-- Opening Marker --

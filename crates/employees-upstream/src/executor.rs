//! reqwest-backed [`UpstreamExecutor`].

use async_trait::async_trait;
use reqwest::header::{ACCEPT, CONTENT_TYPE};
use reqwest::{Client, StatusCode};
use tracing::{debug, error, info};

use employees_core::config::UpstreamConfig;
use employees_core::error::{AppError, ErrorKind};
use employees_core::result::AppResult;
use employees_core::traits::{UpstreamExecutor, UpstreamRequest, UpstreamResponse};

use crate::retry::RetryPolicy;

const APPLICATION_JSON: &str = "application/json";

/// Executes upstream calls over a shared [`reqwest::Client`].
///
/// Holds no per-call state; clone it or share it behind an `Arc`.
#[derive(Debug, Clone)]
pub struct RestExecutor {
    client: Client,
    retry: RetryPolicy,
}

impl RestExecutor {
    /// Builds the HTTP client from upstream configuration.
    pub fn new(config: &UpstreamConfig) -> AppResult<Self> {
        let client = Client::builder()
            .user_agent(config.user_agent.as_str())
            .timeout(config.timeout())
            .build()
            .map_err(|e| {
                AppError::with_source(
                    ErrorKind::Configuration,
                    format!("Failed to build HTTP client: {e}"),
                    e,
                )
            })?;

        Ok(Self::with_client(client, RetryPolicy::from_config(&config.retry)))
    }

    /// Wraps an existing client.
    pub fn with_client(client: Client, retry: RetryPolicy) -> Self {
        Self { client, retry }
    }

    pub fn retry_policy(&self) -> RetryPolicy {
        self.retry
    }

    async fn attempt(&self, request: &UpstreamRequest, attempt: u32) -> AppResult<UpstreamResponse> {
        info!(
            method = %request.method,
            url = %request.url,
            attempt,
            max_attempts = self.retry.max_attempts(),
            "Upstream attempt"
        );
        self.send_once(request).await
    }

    async fn send_once(&self, request: &UpstreamRequest) -> AppResult<UpstreamResponse> {
        debug!("Calling {} with HTTP {} method", request.url, request.method);

        let mut builder = self
            .client
            .request(request.method.clone(), request.url.as_str())
            .header(CONTENT_TYPE, APPLICATION_JSON)
            .header(ACCEPT, APPLICATION_JSON);
        if let Some(body) = &request.body {
            builder = builder.json(body);
        }

        let response = builder
            .send()
            .await
            .map_err(|e| transport_error(request, e))?;
        let status = response.status();
        let body = response
            .text()
            .await
            .map_err(|e| transport_error(request, e))?;

        classify(request, status, body)
    }
}

#[async_trait]
impl UpstreamExecutor for RestExecutor {
    async fn execute(&self, request: UpstreamRequest) -> AppResult<UpstreamResponse> {
        let operation = format!("{} {}", request.method, request.url);
        self.retry
            .run(&operation, |attempt| self.attempt(&request, attempt))
            .await
    }
}

/// Maps an HTTP status to success or the matching error kind.
fn classify(
    request: &UpstreamRequest,
    status: StatusCode,
    body: String,
) -> AppResult<UpstreamResponse> {
    if status == StatusCode::TOO_MANY_REQUESTS {
        return Err(AppError::rate_limited(format!(
            "Upstream rate limit hit calling {} {}",
            request.method, request.url
        )));
    }

    if status.is_client_error() {
        error!(
            method = %request.method,
            url = %request.url,
            status = status.as_u16(),
            body = %body,
            "Error occurred while calling upstream"
        );
        return Err(AppError::upstream_client(format!(
            "Upstream returned {status} for {} {}",
            request.method, request.url
        )));
    }

    if status.is_server_error() {
        error!(
            method = %request.method,
            url = %request.url,
            status = status.as_u16(),
            body = %body,
            "Unexpected upstream failure"
        );
        return Err(AppError::external_service(format!(
            "Upstream returned {status} for {} {}",
            request.method, request.url
        )));
    }

    Ok(UpstreamResponse { status, body })
}

fn transport_error(request: &UpstreamRequest, err: reqwest::Error) -> AppError {
    error!(
        method = %request.method,
        url = %request.url,
        error = %err,
        "Unexpected error occurred while calling upstream"
    );
    AppError::with_source(
        ErrorKind::ExternalService,
        format!("Failed to call {} {}: {err}", request.method, request.url),
        err,
    )
}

-- Closing Marker --

Read through the entries and copy each line in which "UpstreamResponse" appears.

# Written reply
use employees_core::traits::{UpstreamExecutor, UpstreamRequest, UpstreamResponse};
    async fn attempt(&self, request: &UpstreamRequest, attempt: u32) -> AppResult<UpstreamResponse> {
    async fn send_once(&self, request: &UpstreamRequest) -> AppResult<UpstreamResponse> {
    async fn execute(&self, request: UpstreamRequest) -> AppResult<UpstreamResponse> {
) -> AppResult<UpstreamResponse> {
    Ok(UpstreamResponse { status, body })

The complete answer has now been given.